What to work on ::
Where the listing below has a line with "let rows: Vec<Vec<String>> = records", write out exactly that line and every line after it, stopping after the line with "mismatch causes every".

Record excerpts ::
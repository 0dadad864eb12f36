//! # Record Registry Service
//!
//! The main service implementing the registry API.
//!
//! ## Architecture
//!
//! This service:
//! 1. Implements `RecordRegistryApi` for every catalog entity
//! 2. Owns relation, unique-key, and soft-delete rules
//! 3. Assigns every server-managed column
//! 4. Uses dependency injection for store, time, and id generation
//!
//! All standard reads pass through one live filter; persist and audit
//! append travel in one atomic store commit.


use serde_json::Value;
use shared_types::ActorId;
use uuid::Uuid;

use crate::domain::audit::{ActivityAction, ActivityEntry};
use crate::domain::entities::{
    not_deleted, ColumnSpec, RecordFields, RecordRow, StoredRecord, SystemColumns,
};
use crate::domain::errors::RegistryError;
use crate::ports::inbound::RecordRegistryApi;
use crate::ports::outbound::{
    IdGenerator, InMemoryRecordStore, RecordStore, StoreOperation, SystemTimeSource, TimeSource,
    UuidGenerator, WorkbookRenderer,
};

/// Registry configuration.
#[derive(Debug, Clone)]
pub struct RegistryConfig {
    /// Hard cap on rows returned by a list operation.
    pub max_query_limit: usize,
    /// Zero-padded width of the numeric part of sequence codes.
    pub sequence_pad_width: usize,
}

impl Default for RegistryConfig {
    fn default() -> Self {
        Self {
            max_query_limit: 500,
            sequence_pad_width: 6,
        }
    }
}

/// The Record Registry Service.
pub struct RecordService<ST, TS, ID>
where
    ST: RecordStore,
    TS: TimeSource,
    ID: IdGenerator,
{
    /// Record persistence.
    pub(crate) store: ST,
    /// Time source for server-generated timestamps.
    pub(crate) time: TS,
    /// Identifier generation.
    pub(crate) ids: ID,
    /// Service configuration.
    pub(crate) config: RegistryConfig,
}

impl RecordService<InMemoryRecordStore, SystemTimeSource, UuidGenerator> {
    /// Create a service with in-memory adapters.
    pub fn in_memory(config: RegistryConfig) -> Self {
        Self::new(
            InMemoryRecordStore::new(),
            SystemTimeSource,
            UuidGenerator,
            config,
        )
    }
}

impl<ST, TS, ID> RecordService<ST, TS, ID>
where
    ST: RecordStore,
    TS: TimeSource,
    ID: IdGenerator,
{
    pub fn new(store: ST, time: TS, ids: ID, config: RegistryConfig) -> Self {
        Self {
            store,
            time,
            ids,
            config,
        }
    }

    pub fn store(&self) -> &ST {
        &self.store
    }

    /// Activity entries for an entity kind. Verification accessor.
    pub fn activity_for(&self, kind: &str) -> Result<Vec<ActivityEntry>, RegistryError> {
        Ok(self.store.activity(kind)?)
    }

    /// Every live row of a kind. The sole application of the soft-delete
    /// filter; read paths must not re-derive it.
    fn live_rows(&self, kind: &str) -> Result<Vec<RecordRow>, RegistryError> {
        Ok(self
            .store
            .fetch_all(kind)?
            .into_iter()
            .filter(not_deleted)
            .collect())
    }

    /// A live row by identifier, or `NotFound`.
    fn live_row<F: RecordFields>(&self, uuid: Uuid) -> Result<RecordRow, RegistryError> {
        self.store
            .fetch(F::KIND, &uuid)?
            .filter(not_deleted)
            .ok_or(RegistryError::NotFound {
                kind: F::KIND,
                uuid,
            })
    }

    /// Every declared relation must reference a live record.
    fn assert_relations<F: RecordFields>(&self, fields: &F) -> Result<(), RegistryError> {
        for relation in fields.relations() {
            let uuid = relation
                .uuid
                .ok_or(RegistryError::MissingRelation {
                    field: relation.field,
                })?;

            let target = self.store.fetch(relation.kind, &uuid)?;
            if !target.as_ref().is_some_and(not_deleted) {
                return Err(RegistryError::RelationNotFound {
                    field: relation.field,
                    kind: relation.kind,
                    uuid,
                });
            }
        }
        Ok(())
    }

    /// The unique key, if declared, must not be held by another live row.
    fn assert_unique_key<F: RecordFields>(
        &self,
        fields: &F,
        exclude: Option<Uuid>,
    ) -> Result<(), RegistryError> {
        let Some(key) = fields.unique_key() else {
            return Ok(());
        };

        for row in self.live_rows(F::KIND)? {
            if Some(row.columns.uuid) == exclude {
                continue;
            }
            let existing = row.into_typed::<F>().map_err(invalid_fields)?;
            if existing.fields.unique_key().as_deref() == Some(key.as_str()) {
                return Err(RegistryError::DuplicateUniqueKey {
                    kind: F::KIND,
                    key,
                });
            }
        }
        Ok(())
    }

    fn sequence_code<F: RecordFields>(&mut self) -> Result<String, RegistryError> {
        let number = self.store.next_sequence(F::KIND)?;
        Ok(format!(
            "{}-{:0width$}",
            F::SEQUENCE_PREFIX,
            number,
            width = self.config.sequence_pad_width
        ))
    }
}

fn invalid_fields(err: serde_json::Error) -> RegistryError {
    RegistryError::InvalidFields {
        message: err.to_string(),
    }
}

fn to_fields_value<F: RecordFields>(fields: &F) -> Result<Value, RegistryError> {
    serde_json::to_value(fields).map_err(invalid_fields)
}

impl<ST, TS, ID> RecordRegistryApi for RecordService<ST, TS, ID>
where
    ST: RecordStore,
    TS: TimeSource,
    ID: IdGenerator,
{
    fn create<F: RecordFields>(
        &mut self,
        actor: &ActorId,
        fields: F,
    ) -> Result<SystemColumns, RegistryError> {
        self.assert_relations(&fields)?;
        self.assert_unique_key(&fields, None)?;

        let now = self.time.now();
        let columns = SystemColumns {
            uuid: self.ids.next_uuid(),
            sequence_code: self.sequence_code::<F>()?,
            created_at: now,
            updated_at: now,
            deleted_at: None,
            deleted_by: None,
        };

        let row = RecordRow {
            columns: columns.clone(),
            fields: to_fields_value(&fields)?,
        };

        let entry = ActivityEntry::new(
            actor.clone(),
            ActivityAction::Created,
            F::KIND,
            Some(columns.uuid),
            now,
        );

        self.store.commit(vec![
            StoreOperation::put_record(F::KIND, row),
            StoreOperation::append_activity(entry),
        ])?;

        tracing::debug!(
            "[agp-records] created {} {} ({})",
            F::KIND,
            columns.sequence_code,
            columns.uuid
        );
        Ok(columns)
    }

    fn update<F: RecordFields>(
        &mut self,
        actor: &ActorId,
        uuid: Uuid,
        fields: F,
    ) -> Result<SystemColumns, RegistryError> {
        let existing = self.live_row::<F>(uuid)?;

        self.assert_relations(&fields)?;
        self.assert_unique_key(&fields, Some(uuid))?;

        // Server columns are carried over; the caller's payload cannot have
        // contained any, and updated_at is stamped here.
        let mut columns = existing.columns;
        columns.updated_at = self.time.now();

        let row = RecordRow {
            columns: columns.clone(),
            fields: to_fields_value(&fields)?,
        };

        let entry = ActivityEntry::new(
            actor.clone(),
            ActivityAction::Updated,
            F::KIND,
            Some(uuid),
            columns.updated_at,
        );

        self.store.commit(vec![
            StoreOperation::put_record(F::KIND, row),
            StoreOperation::append_activity(entry),
        ])?;

        tracing::debug!("[agp-records] updated {} {}", F::KIND, uuid);
        Ok(columns)
    }

    fn soft_delete<F: RecordFields>(
        &mut self,
        actor: &ActorId,
        uuid: Uuid,
    ) -> Result<SystemColumns, RegistryError> {
        let existing = self.live_row::<F>(uuid)?;

        // Snapshot the full prior state for the audit trail.
        let previous = serde_json::to_value(&existing).map_err(invalid_fields)?;

        let now = self.time.now();
        let mut row = existing;
        row.columns.deleted_at = Some(now);
        row.columns.deleted_by = Some(actor.clone());
        row.columns.updated_at = now;
        let columns = row.columns.clone();

        let entry = ActivityEntry::new(
            actor.clone(),
            ActivityAction::Deleted,
            F::KIND,
            Some(uuid),
            now,
        )
        .with_previous(previous);

        self.store.commit(vec![
            StoreOperation::put_record(F::KIND, row),
            StoreOperation::append_activity(entry),
        ])?;

        tracing::debug!("[agp-records] soft-deleted {} {}", F::KIND, uuid);
        Ok(columns)
    }

    fn list<F: RecordFields>(
        &self,
        limit: Option<usize>,
    ) -> Result<Vec<StoredRecord<F>>, RegistryError> {
        let mut rows = self.live_rows(F::KIND)?;

        // Newest entries first; sequence code breaks created_at ties.
        rows.sort_by(|a, b| {
            (b.columns.created_at, &b.columns.sequence_code)
                .cmp(&(a.columns.created_at, &a.columns.sequence_code))
        });

        let cap = limit
            .unwrap_or(self.config.max_query_limit)
            .min(self.config.max_query_limit);

        rows.into_iter()
            .take(cap)
            .map(|row| row.into_typed::<F>().map_err(invalid_fields))
            .collect()
    }

    fn fetch_any<F: RecordFields>(&self, uuid: Uuid) -> Result<StoredRecord<F>, RegistryError> {
        // Deliberate bypass of the live filter.
        self.store
            .fetch(F::KIND, &uuid)?
            .ok_or(RegistryError::NotFound {
                kind: F::KIND,
                uuid,
            })?
            .into_typed::<F>()
            .map_err(invalid_fields)
    }

    fn count<F: RecordFields>(&self) -> Result<usize, RegistryError> {
        Ok(self.live_rows(F::KIND)?.len())
    }

    fn export_workbook<F: RecordFields>(
        &mut self,
        actor: &ActorId,
        renderer: &dyn WorkbookRenderer,
    ) -> Result<Vec<u8>, RegistryError> {
        let records = self.list::<F>(None)?;

        let mut columns = vec![ColumnSpec::new("Sequence Code")];
        columns.extend(F::workbook_columns());
        columns.push(ColumnSpec::new("Created At"));

        let rows: Vec<Vec<String>> = records
            .iter()
            .map(|record| {
                let mut cells = vec![record.columns.sequence_code.clone()];
                cells.extend(record.fields.workbook_cells());
                cells.push(record.columns.created_at.to_string());
                cells
            })
            .collect();

        let bytes = renderer.render_workbook(&columns, &rows)?;

        let entry = ActivityEntry::new(
            actor.clone(),
            ActivityAction::Exported,
            F::KIND,
            None,
            self.time.now(),
        );
        self.store
            .commit(vec![StoreOperation::append_activity(entry)])?;

        tracing::debug!(
            "[agp-records] exported {} {} rows",
            F::KIND,
            records.len()
        );
        Ok(bytes)
    }
}
//! # Codec Configuration
//!
//! The shared secret and freshness bounds, passed explicitly to the codec at
//! construction time. There is no process-wide secret: every signer and
//! verifier holds a `CodecConfig`, and tests construct their own.

use shared_types::Timestamp;

/// Configuration for a `PayloadCodec`.
///
/// Signer and verifier must agree on the secret; mismatch causes every
/// verification to fail closed.
#[derive(Clone)]
pub struct CodecConfig {
    /// 32-byte symmetric key for HMAC-SHA256.
    pub secret: [u8; 32],
    /// Maximum accepted payload age in seconds. `None` disables the expiry
    /// check and accepts any `issuedAt` not in the future.
    pub max_payload_age_secs: Option<Timestamp>,
    /// Tolerated clock skew for payloads stamped slightly in the future.
    pub max_future_skew_secs: Timestamp,
}

impl CodecConfig {
    /// Create a config with the given secret, no expiry bound, and the
    /// default future-skew tolerance.
    pub fn new(secret: [u8; 32]) -> Self {
        Self {
            secret,
            max_payload_age_secs: None,
            max_future_skew_secs: 10,
        }
    }

    /// Derive a config from an arbitrary-length secret string by hashing it
    /// down to 32 bytes. Convenience for environments that configure the
    /// secret as text.
    pub fn from_secret_str(secret: &str) -> Self {
        use sha2::{Digest, Sha256};
        let digest = Sha256::digest(secret.as_bytes());
        let mut key = [0u8; 32];
        key.copy_from_slice(&digest);
        Self::new(key)
    }

    /// Enable the expiry check with the given window.
    pub fn with_max_payload_age(mut self, secs: Timestamp) -> Self {
        self.max_payload_age_secs = Some(secs);
        self
    }

    /// Override the tolerated future skew.
    pub fn with_max_future_skew(mut self, secs: Timestamp) -> Self {
        self.max_future_skew_secs = secs;
        self
    }
}

impl std::fmt::Debug for CodecConfig {
    fn fmt(&self, f: &mut std::fmt::Formatter<'_>) -> std::fmt::Result {
        // The secret never appears in logs or panics.
        f.debug_struct("CodecConfig")
            .field("secret", &"[redacted]")
            .field("max_payload_age_secs", &self.max_payload_age_secs)
            .field("max_future_skew_secs", &self.max_future_skew_secs)
            .finish()
    }
}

Answer space ::
        let rows: Vec<Vec<String>> = records
            .iter()
            .map(|record| {
                let mut cells = vec![record.columns.sequence_code.clone()];
                cells.extend(record.fields.workbook_cells());
                cells.push(record.columns.created_at.to_string());
                cells
            })
            .collect();

        let bytes = renderer.render_workbook(&columns, &rows)?;

        let entry = ActivityEntry::new(
            actor.clone(),
            ActivityAction::Exported,
            F::KIND,
            None,
            self.time.now(),
        );
        self.store
            .commit(vec![StoreOperation::append_activity(entry)])?;

        tracing::debug!(
            "[agp-records] exported {} {} rows",
            F::KIND,
            records.len()
        );
        Ok(bytes)
    }
}
//! # Codec Configuration
//!
//! The shared secret and freshness bounds, passed explicitly to the codec at
//! construction time. There is no process-wide secret: every signer and
//! verifier holds a `CodecConfig`, and tests construct their own.

use shared_types::Timestamp;

/// Configuration for a `PayloadCodec`.
///
/// Signer and verifier must agree on the secret; mismatch causes every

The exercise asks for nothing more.